_Brief_
In the records below, count the lines that have "types" and answer with the number alone.
(Data records Opens)
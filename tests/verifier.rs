//! Telegram WebApp payload verification.

use hmac::{Hmac, Mac};
use sha2::Sha256;

use keyhub::telegram::{check_webapp_data, extract_user};

const BOT_TOKEN: &str = "123456:ABC-DEF1234ghIkl";

/// Sign `fields` the way the Telegram client does and assemble `initData`.
fn signed_init_data(fields: &[(&str, &str)]) -> String {
    let mut sorted: Vec<_> = fields.to_vec();
    sorted.sort_by_key(|(key, _)| *key);

    let canonical = sorted
        .iter()
        .map(|(key, value)| format!("{}={}", key, value))
        .collect::<Vec<_>>()
        .join("\n");

    let mut mac = Hmac::<Sha256>::new_from_slice(b"WebAppData").unwrap();
    mac.update(BOT_TOKEN.as_bytes());
    let secret = mac.finalize().into_bytes();

    let mut mac = Hmac::<Sha256>::new_from_slice(&secret).unwrap();
    mac.update(canonical.as_bytes());
    let hash = hex::encode(mac.finalize().into_bytes());

    let mut parts: Vec<String> = fields
        .iter()
        .map(|(key, value)| format!("{}={}", key, urlencoding::encode(value)))
        .collect();
    parts.push(format!("hash={}", hash));
    parts.join("&")
}

fn sample_fields() -> Vec<(&'static str, &'static str)> {
    vec![
        ("auth_date", "1724668800"),
        ("query_id", "AAF9tQkrAAAAAH21CSvWzMhV"),
        (
            "user",
            r#"{"id":42,"first_name":"Alice","username":"alice_w"}"#,
        ),
    ]
}

#[test]
fn valid_payload_passes() {
    let init_data = signed_init_data(&sample_fields());
    assert!(check_webapp_data(&init_data, BOT_TOKEN));
}

#[test]
fn tampered_field_fails() {
    let init_data = signed_init_data(&sample_fields());
    let tampered = init_data.replace("auth_date=1724668800", "auth_date=1724668801");
    assert!(!check_webapp_data(&tampered, BOT_TOKEN));
}

#[test]
fn wrong_bot_token_fails() {
    let init_data = signed_init_data(&sample_fields());
    assert!(!check_webapp_data(&init_data, "999999:other-token"));
}

#[test]
fn missing_hash_fails() {
    assert!(!check_webapp_data("auth_date=1724668800&query_id=abc", BOT_TOKEN));
}

#[test]
fn extract_user_reads_the_embedded_identity() {
    let init_data = signed_init_data(&sample_fields());
    let user = extract_user(&init_data).unwrap();
    assert_eq!(user.id, "42");
    assert_eq!(user.username.as_deref(), Some("alice_w"));
    assert_eq!(user.first_name.as_deref(), Some("Alice"));
}

#[test]
fn extract_user_without_user_field_is_none() {
    let init_data = signed_init_data(&[("auth_date", "1724668800")]);
    assert!(extract_user(&init_data).is_none());
}
//! Shared cancellation signal with first-writer-wins abort reason.

use parking_lot::Mutex;
use tokio_util::sync::{CancellationToken, WaitForCancellationFuture};

use super::error::AbortReason;

#[derive(Debug, Default)]
struct SignalState {
    reason: Option<AbortReason>,
    sealed: bool,
    purge_requested: bool,
}

/// Cancellation signal shared by every worker of one fetch operation.
///
/// Raising the signal records an [`AbortReason`] and cancels the token in one
/// step. Only the first raise takes effect. Once the operation is sealed for
/// commit, further raises are ignored.
#[derive(Debug, Default)]
pub struct AbortSignal {
    token: CancellationToken,
    state: Mutex<SignalState>,
}

impl AbortSignal {
    /// Create an un-raised signal.
    pub fn new() -> Self {
        Self::default()
    }

    /// Record `reason` and cancel, unless a reason is already set or the
    /// operation is sealed.
    ///
    /// Returns `true` if this call recorded the reason.
    pub fn raise(&self, reason: AbortReason) -> bool {
        let mut state = self.state.lock();
        if state.sealed || state.reason.is_some() {
            return false;
        }
        state.reason = Some(reason);
        self.token.cancel();
        true
    }

    /// Whether the signal has been raised.
    pub fn is_raised(&self) -> bool {
        self.token.is_cancelled()
    }

    /// The recorded abort reason, if any.
    pub fn reason(&self) -> Option<AbortReason> {
        self.state.lock().reason
    }

    /// Seal the signal for commit.
    ///
    /// Succeeds only if no reason was recorded; afterwards `raise` is a no-op.
    pub fn seal(&self) -> bool {
        let mut state = self.state.lock();
        if state.reason.is_some() {
            return false;
        }
        state.sealed = true;
        true
    }

    /// Ask the abort path to delete unlinked tiles during cleanup.
    pub fn request_purge(&self) {
        self.state.lock().purge_requested = true;
    }

    /// Whether an unlinked-tile purge was requested.
    pub fn purge_requested(&self) -> bool {
        self.state.lock().purge_requested
    }

    /// Future that resolves once the signal is raised.
    pub fn cancelled(&self) -> WaitForCancellationFuture<'_> {
        self.token.cancelled()
    }
}
//! Tile storage.
//!
//! The fetch engine consumes storage through the [`TileStore`] trait:
//!
//! ```text
//! TileStore (trait)
//!     ├── MemoryTileStore  (in-process, tests and dry runs)
//!     └── DiskTileStore    (files + JSON region manifests)
//! ```

mod disk;
mod memory;
mod traits;

pub use disk::{DiskTileStore, RegionManifest};
pub use memory::{BatchRecord, MemoryTileStore};
pub use traits::{BoxFuture, CleanupStats, StorageError, StorageResult, TileStore};
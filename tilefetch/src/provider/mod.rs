//! Network collaborator for fetching tile bytes.
//!
//! The engine depends only on the [`TileClient`] trait so that transports can
//! be swapped (and mocked in tests). [`ReqwestTileClient`] is the production
//! implementation.

mod http;
mod types;

pub use http::ReqwestTileClient;
pub use types::{TileClient, TransportError};

#[cfg(test)]
pub use http::tests::{MockResponse, MockTileClient};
(Data records Closes)
_Answer to the problem_
2